E-LEARNING PLATFORM
EXPERTISE
YEAR
Timeline
From explorations to final designs in 5 weeks while working with multiple projects at the same time
Background
Education in Northern Kenya is hindered by socio-economic challenges, poor internet connectivity, and a lack of adequate resources, particularly in nomadic communities. Existing digital learning initiatives failed to meet these challenges due to limited scalability, insufficient content personalization, and a lack of data-driven insights.
This project addressed these gaps by combining modern technology frameworks with robust predictive capabilities to provide an adaptable solution tailored to the needs of students and teachers in resource-limited settings.
Research & Planning
The project began with a detailed examination of previous digital learning initiatives and extensive stakeholder consultations. Insights from educators and local communities helped shape the platform’s objectives and functional requirements.
Design & Prototyping
Wireframes and user interfaces were created to ensure a user-friendly experience. Feedback from educators was incorporated to refine features like dashboards, content displays, and course management systems.
Implementation
The platform was built using React for the frontend and Node.js with Express.js for the backend. MongoDB was used as the database for managing structured and unstructured data, while predictive analytics algorithms were implemented using Python libraries.
Testing & Optimization
Rigorous testing was conducted across devices and user scenarios to ensure compatibility, performance, and reliability. Predictive models were evaluated for accuracy using synthetic data.
Offline Functionality
Service Workers and Progressive Web App (PWA) frameworks ensure that users can access educational content even without internet connectivity. The use of IndexedDB for local storage allows for offline caching and syncing once connectivity is restored.
Predictive Analytics
Predictive models were developed using Python libraries such as Scikit-learn and TensorFlow. These models analyze user behavior and activity patterns to identify students at risk of dropping out, enabling timely intervention. MongoDB’s flexible schema capabilities supported storing and querying activity logs efficiently.

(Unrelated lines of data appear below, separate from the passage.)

//! Sentence-aware text chunking.
//!
//! Articles are windowed into chunks of roughly `chunk_size` characters
//! with `chunk_overlap` characters of trailing context carried into the
//! next window. Window boundaries snap to sentence ends so no chunk
//! starts or stops mid-sentence, except for pathological sentences
//! longer than a whole window, which are hard-split.

/// Chunks shorter than this after trimming are discarded as noise.
pub const MIN_CHUNK_CHARS: usize = 16;

/// Split `text` into overlapping sentence-aligned chunks.
///
/// Returns an empty vec for text with no usable content.
pub fn chunk_text(text: &str, chunk_size: usize, chunk_overlap: usize) -> Vec<String> {
    let chunk_size = chunk_size.max(MIN_CHUNK_CHARS);
    let chunk_overlap = chunk_overlap.min(chunk_size / 2);

    let mut pieces: Vec<String> = Vec::new();
    for sentence in split_sentences(text) {
        let sentence = sentence.trim();
        if sentence.is_empty() {
            continue;
        }
        if sentence.chars().count() > chunk_size {
            pieces.extend(hard_split(sentence, chunk_size));
        } else {
            pieces.push(sentence.to_string());
        }
    }

    let mut chunks: Vec<String> = Vec::new();
    let mut window: Vec<String> = Vec::new();
    let mut window_len = 0usize;

    for piece in pieces {
        let piece_len = piece.chars().count();
        if window_len > 0 && window_len + piece_len + 1 > chunk_size {
            chunks.push(window.join(" "));

            // Seed the next window with trailing sentences up to the
            // overlap budget. Best effort: a trailing sentence longer
            // than the budget means no overlap at all.
            let mut kept: Vec<String> = Vec::new();
            let mut kept_len = 0usize;
            for prev in window.iter().rev() {
                let prev_len = prev.chars().count();
                if kept_len + prev_len > chunk_overlap {
                    break;
                }
                kept.push(prev.clone());
                kept_len += prev_len + 1;
            }
            kept.reverse();
            window = kept;
            window_len = kept_len;
        }
        window_len += piece_len + if window.is_empty() { 0 } else { 1 };
        window.push(piece);
    }
    if !window.is_empty() {
        chunks.push(window.join(" "));
    }

    chunks.retain(|c| c.chars().count() >= MIN_CHUNK_CHARS);
    chunks
}

/// Split text at sentence-ending punctuation followed by whitespace.
fn split_sentences(text: &str) -> Vec<&str> {
    let mut result = Vec::new();
    let mut start = 0;
    let bytes = text.as_bytes();
    for (i, c) in text.char_indices() {
        if (c == '.' || c == '!' || c == '?') && i + 1 < text.len() {
            let next = bytes.get(i + 1).copied().unwrap_or(0);
            if next == b' ' || next == b'\n' {
                result.push(&text[start..=i]);
                start = i + 1;
            }
        }
    }
    if start < text.len() {
        result.push(&text[start..]);
    }
    result
}

/// Split an oversized sentence into `max_chars`-character runs.
fn hard_split(sentence: &str, max_chars: usize) -> Vec<String> {
    let chars: Vec<char> = sentence.chars().collect();
    chars
        .chunks(max_chars)
        .map(|run| run.iter().collect())
        .collect()
}

// ====== Tests ======

#[cfg(test)]
mod tests {
    use super::*;

    #[test]
    fn empty_text_yields_no_chunks() {
        assert!(chunk_text("", 200, 40).is_empty());
        assert!(chunk_text("   \n  ", 200, 40).is_empty());
    }

    #[test]
    fn tiny_text_is_discarded() {
        assert!(chunk_text("Short.", 200, 40).is_empty());
    }

    #[test]
    fn short_article_is_one_chunk() {
        let text = "Rust is a systems programming language. It focuses on safety.";
        let chunks = chunk_text(text, 200, 40);
        assert_eq!(chunks.len(), 1);
        assert!(chunks[0].contains("systems programming"));
        assert!(chunks[0].contains("safety"));
    }

    #[test]
    fn long_text_produces_multiple_windows() {
        let sentence = "The quick brown fox jumps over the lazy dog every day. ";
        let text = sentence.repeat(10);
        let chunks = chunk_text(&text, 150, 30);
        assert!(chunks.len() > 1);
        for chunk in &chunks {
            // Each window ends at a sentence boundary.
            assert!(chunk.ends_with('.'), "chunk not sentence-aligned: {chunk}");
        }
    }

    #[test]
    fn consecutive_windows_share_overlap() {
        let sentence = "Alpha beta gamma delta epsilon zeta eta theta one. ";
        let text = sentence.repeat(8);
        let chunks = chunk_text(&text, 150, 60);
        assert!(chunks.len() > 1);
        let first_tail: Vec<&str> = chunks[0].split(". ").collect();
        let last_sentence = *first_tail.last().unwrap();
        assert!(
            chunks[1].starts_with(last_sentence.trim_end_matches('.'))
                || chunks[1].contains(last_sentence.trim_end_matches('.')),
            "second window does not carry overlap"
        );
    }

    #[test]
    fn oversized_sentence_is_hard_split() {
        let text = "x".repeat(500);
        let chunks = chunk_text(&text, 100, 20);
        assert_eq!(chunks.len(), 5);
        assert!(chunks.iter().all(|c| c.chars().count() <= 100));
    }

    #[test]
    fn split_respects_multibyte_boundaries() {
        let text = "Füße über die Brücke längs. ".repeat(10);
        let chunks = chunk_text(&text, 120, 20);
        assert!(!chunks.is_empty());
        for chunk in chunks {
            assert!(chunk.contains("Brücke"));
        }
    }
}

Interactive Learning Tools
React’s dynamic component rendering was employed to create engaging quizzes and interactive assignments, while Chart.js was used for real-time data visualization of student performance metrics. Backend APIs built with Node.js ensured smooth data exchange and processing.
Increased Efficiency
Predictive analytics identified at-risk students with an accuracy of 85%, enabling timely intervention by educators. This resulted in a 30% improvement in student retention rates during the testing phas
Positive User Feedback
High user satisfaction ratings and positive reviews highlight the app's intuitive interface and powerful AI capabilities.
Growing User Base
The app quickly gained traction among individuals and homeschooling in Kenya, with a steady increase in user adoption and engagement.